▶ About this exercise
Could you reproduce the lines below from the one with "self.page_label(PageLabelKind::LastVisible)" through the one with "let viewstate = state.viewstate.clone();"? Keep both ends and add nothing.

[Items listed in a dataset]
-=-=-
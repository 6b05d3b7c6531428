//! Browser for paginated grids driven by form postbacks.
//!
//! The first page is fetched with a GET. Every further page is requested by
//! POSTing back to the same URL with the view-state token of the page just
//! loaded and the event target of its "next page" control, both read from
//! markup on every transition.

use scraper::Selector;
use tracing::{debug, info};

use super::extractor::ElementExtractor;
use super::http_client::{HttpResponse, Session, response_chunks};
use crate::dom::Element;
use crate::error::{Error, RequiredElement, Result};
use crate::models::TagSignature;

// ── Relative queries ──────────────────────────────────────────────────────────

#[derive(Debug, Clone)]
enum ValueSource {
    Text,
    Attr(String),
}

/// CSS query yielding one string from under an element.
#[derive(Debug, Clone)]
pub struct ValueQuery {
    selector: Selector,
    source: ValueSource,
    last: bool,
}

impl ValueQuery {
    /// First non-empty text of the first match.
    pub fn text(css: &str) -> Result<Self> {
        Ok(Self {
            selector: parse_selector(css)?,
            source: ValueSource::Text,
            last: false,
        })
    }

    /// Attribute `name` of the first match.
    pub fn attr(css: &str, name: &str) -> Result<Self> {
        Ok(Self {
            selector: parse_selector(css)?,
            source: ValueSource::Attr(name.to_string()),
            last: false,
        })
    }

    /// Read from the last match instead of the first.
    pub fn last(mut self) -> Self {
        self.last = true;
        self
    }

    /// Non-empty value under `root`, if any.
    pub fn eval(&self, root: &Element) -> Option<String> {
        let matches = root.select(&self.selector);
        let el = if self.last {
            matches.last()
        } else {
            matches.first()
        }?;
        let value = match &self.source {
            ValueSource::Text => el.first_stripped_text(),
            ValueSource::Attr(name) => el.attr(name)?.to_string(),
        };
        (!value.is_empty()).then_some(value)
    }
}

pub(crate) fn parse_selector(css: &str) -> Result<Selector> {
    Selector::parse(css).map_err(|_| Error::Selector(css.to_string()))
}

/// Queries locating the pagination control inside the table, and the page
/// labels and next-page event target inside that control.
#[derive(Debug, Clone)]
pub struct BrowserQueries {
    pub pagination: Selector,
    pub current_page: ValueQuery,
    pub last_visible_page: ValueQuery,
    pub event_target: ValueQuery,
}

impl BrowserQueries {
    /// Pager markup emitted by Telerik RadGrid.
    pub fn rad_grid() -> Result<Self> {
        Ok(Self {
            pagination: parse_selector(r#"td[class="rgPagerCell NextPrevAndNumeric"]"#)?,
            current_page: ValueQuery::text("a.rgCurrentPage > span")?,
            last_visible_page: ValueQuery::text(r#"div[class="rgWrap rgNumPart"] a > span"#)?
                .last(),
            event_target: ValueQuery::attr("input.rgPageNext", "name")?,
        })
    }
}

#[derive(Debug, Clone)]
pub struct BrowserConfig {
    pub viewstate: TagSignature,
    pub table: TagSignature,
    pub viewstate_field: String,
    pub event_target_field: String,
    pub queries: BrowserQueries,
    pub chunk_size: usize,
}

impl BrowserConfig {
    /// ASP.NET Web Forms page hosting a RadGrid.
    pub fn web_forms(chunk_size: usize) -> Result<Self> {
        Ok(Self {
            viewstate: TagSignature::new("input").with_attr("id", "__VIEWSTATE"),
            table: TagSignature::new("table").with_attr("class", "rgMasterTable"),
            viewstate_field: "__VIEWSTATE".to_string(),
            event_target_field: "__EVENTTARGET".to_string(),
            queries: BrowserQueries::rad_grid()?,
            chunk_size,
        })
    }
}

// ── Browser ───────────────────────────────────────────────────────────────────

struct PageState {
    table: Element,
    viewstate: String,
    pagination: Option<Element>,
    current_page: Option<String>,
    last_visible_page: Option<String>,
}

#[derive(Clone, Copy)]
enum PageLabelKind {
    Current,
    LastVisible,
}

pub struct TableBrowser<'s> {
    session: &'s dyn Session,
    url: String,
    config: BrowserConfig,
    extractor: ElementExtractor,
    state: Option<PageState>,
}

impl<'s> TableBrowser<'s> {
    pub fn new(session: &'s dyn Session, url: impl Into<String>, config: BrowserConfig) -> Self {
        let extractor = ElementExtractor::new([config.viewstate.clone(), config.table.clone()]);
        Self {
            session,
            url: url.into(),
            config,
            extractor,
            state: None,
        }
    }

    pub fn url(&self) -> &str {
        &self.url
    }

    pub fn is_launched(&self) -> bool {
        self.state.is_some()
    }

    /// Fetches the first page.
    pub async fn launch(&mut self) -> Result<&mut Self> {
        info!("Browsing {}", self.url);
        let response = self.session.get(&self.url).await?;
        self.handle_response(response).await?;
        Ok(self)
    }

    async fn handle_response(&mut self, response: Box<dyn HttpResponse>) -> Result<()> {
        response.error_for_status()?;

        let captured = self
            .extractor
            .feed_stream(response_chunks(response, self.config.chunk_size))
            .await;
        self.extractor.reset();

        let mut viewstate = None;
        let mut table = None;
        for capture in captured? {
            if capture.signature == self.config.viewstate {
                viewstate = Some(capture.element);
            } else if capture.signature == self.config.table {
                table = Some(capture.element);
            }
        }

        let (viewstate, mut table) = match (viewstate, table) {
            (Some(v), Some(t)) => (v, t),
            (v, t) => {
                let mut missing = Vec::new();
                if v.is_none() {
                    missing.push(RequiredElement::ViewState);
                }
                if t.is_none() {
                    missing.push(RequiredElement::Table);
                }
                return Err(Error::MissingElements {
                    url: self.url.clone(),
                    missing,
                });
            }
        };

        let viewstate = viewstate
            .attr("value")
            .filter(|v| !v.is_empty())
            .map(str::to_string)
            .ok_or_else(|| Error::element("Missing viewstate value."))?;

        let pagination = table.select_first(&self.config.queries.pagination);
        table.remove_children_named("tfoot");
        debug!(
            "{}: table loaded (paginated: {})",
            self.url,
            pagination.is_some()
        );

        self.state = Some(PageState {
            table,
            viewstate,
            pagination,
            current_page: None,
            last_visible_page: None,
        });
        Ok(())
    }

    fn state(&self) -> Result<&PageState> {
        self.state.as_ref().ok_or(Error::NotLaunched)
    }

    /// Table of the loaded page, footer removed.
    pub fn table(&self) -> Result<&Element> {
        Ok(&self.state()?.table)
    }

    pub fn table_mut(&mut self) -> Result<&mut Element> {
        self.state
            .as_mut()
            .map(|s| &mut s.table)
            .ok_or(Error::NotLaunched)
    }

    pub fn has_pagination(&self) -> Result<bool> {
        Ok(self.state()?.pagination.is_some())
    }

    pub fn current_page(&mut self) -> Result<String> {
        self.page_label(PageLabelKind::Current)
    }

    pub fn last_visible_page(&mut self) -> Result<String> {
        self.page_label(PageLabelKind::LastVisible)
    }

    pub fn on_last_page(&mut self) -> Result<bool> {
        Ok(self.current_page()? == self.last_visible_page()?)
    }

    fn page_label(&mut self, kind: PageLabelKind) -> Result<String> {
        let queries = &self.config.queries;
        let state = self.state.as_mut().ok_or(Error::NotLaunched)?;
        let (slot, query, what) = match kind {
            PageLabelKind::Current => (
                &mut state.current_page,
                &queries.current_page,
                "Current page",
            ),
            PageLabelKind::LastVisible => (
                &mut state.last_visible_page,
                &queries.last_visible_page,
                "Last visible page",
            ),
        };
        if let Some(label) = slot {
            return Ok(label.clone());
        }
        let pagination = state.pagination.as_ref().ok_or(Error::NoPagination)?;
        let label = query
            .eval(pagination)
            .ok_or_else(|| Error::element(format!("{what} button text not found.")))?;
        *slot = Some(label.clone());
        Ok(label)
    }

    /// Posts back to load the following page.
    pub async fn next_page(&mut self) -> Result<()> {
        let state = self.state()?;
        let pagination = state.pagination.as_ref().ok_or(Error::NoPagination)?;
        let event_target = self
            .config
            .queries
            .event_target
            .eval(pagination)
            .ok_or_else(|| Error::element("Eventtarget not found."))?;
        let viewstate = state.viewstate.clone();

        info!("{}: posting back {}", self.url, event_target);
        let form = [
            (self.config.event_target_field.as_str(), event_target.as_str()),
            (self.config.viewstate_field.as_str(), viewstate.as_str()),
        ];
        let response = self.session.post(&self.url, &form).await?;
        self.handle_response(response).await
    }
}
-=-=-
▶ Final answer
        self.page_label(PageLabelKind::LastVisible)
    }

    pub fn on_last_page(&mut self) -> Result<bool> {
        Ok(self.current_page()? == self.last_visible_page()?)
    }

    fn page_label(&mut self, kind: PageLabelKind) -> Result<String> {
        let queries = &self.config.queries;
        let state = self.state.as_mut().ok_or(Error::NotLaunched)?;
        let (slot, query, what) = match kind {
            PageLabelKind::Current => (
                &mut state.current_page,
                &queries.current_page,
                "Current page",
            ),
            PageLabelKind::LastVisible => (
                &mut state.last_visible_page,
                &queries.last_visible_page,
                "Last visible page",
            ),
        };
        if let Some(label) = slot {
            return Ok(label.clone());
        }
        let pagination = state.pagination.as_ref().ok_or(Error::NoPagination)?;
        let label = query
            .eval(pagination)
            .ok_or_else(|| Error::element(format!("{what} button text not found.")))?;
        *slot = Some(label.clone());
        Ok(label)
    }

    /// Posts back to load the following page.
    pub async fn next_page(&mut self) -> Result<()> {
        let state = self.state()?;
        let pagination = state.pagination.as_ref().ok_or(Error::NoPagination)?;
        let event_target = self
            .config
            .queries
            .event_target
            .eval(pagination)
            .ok_or_else(|| Error::element("Eventtarget not found."))?;
        let viewstate = state.viewstate.clone();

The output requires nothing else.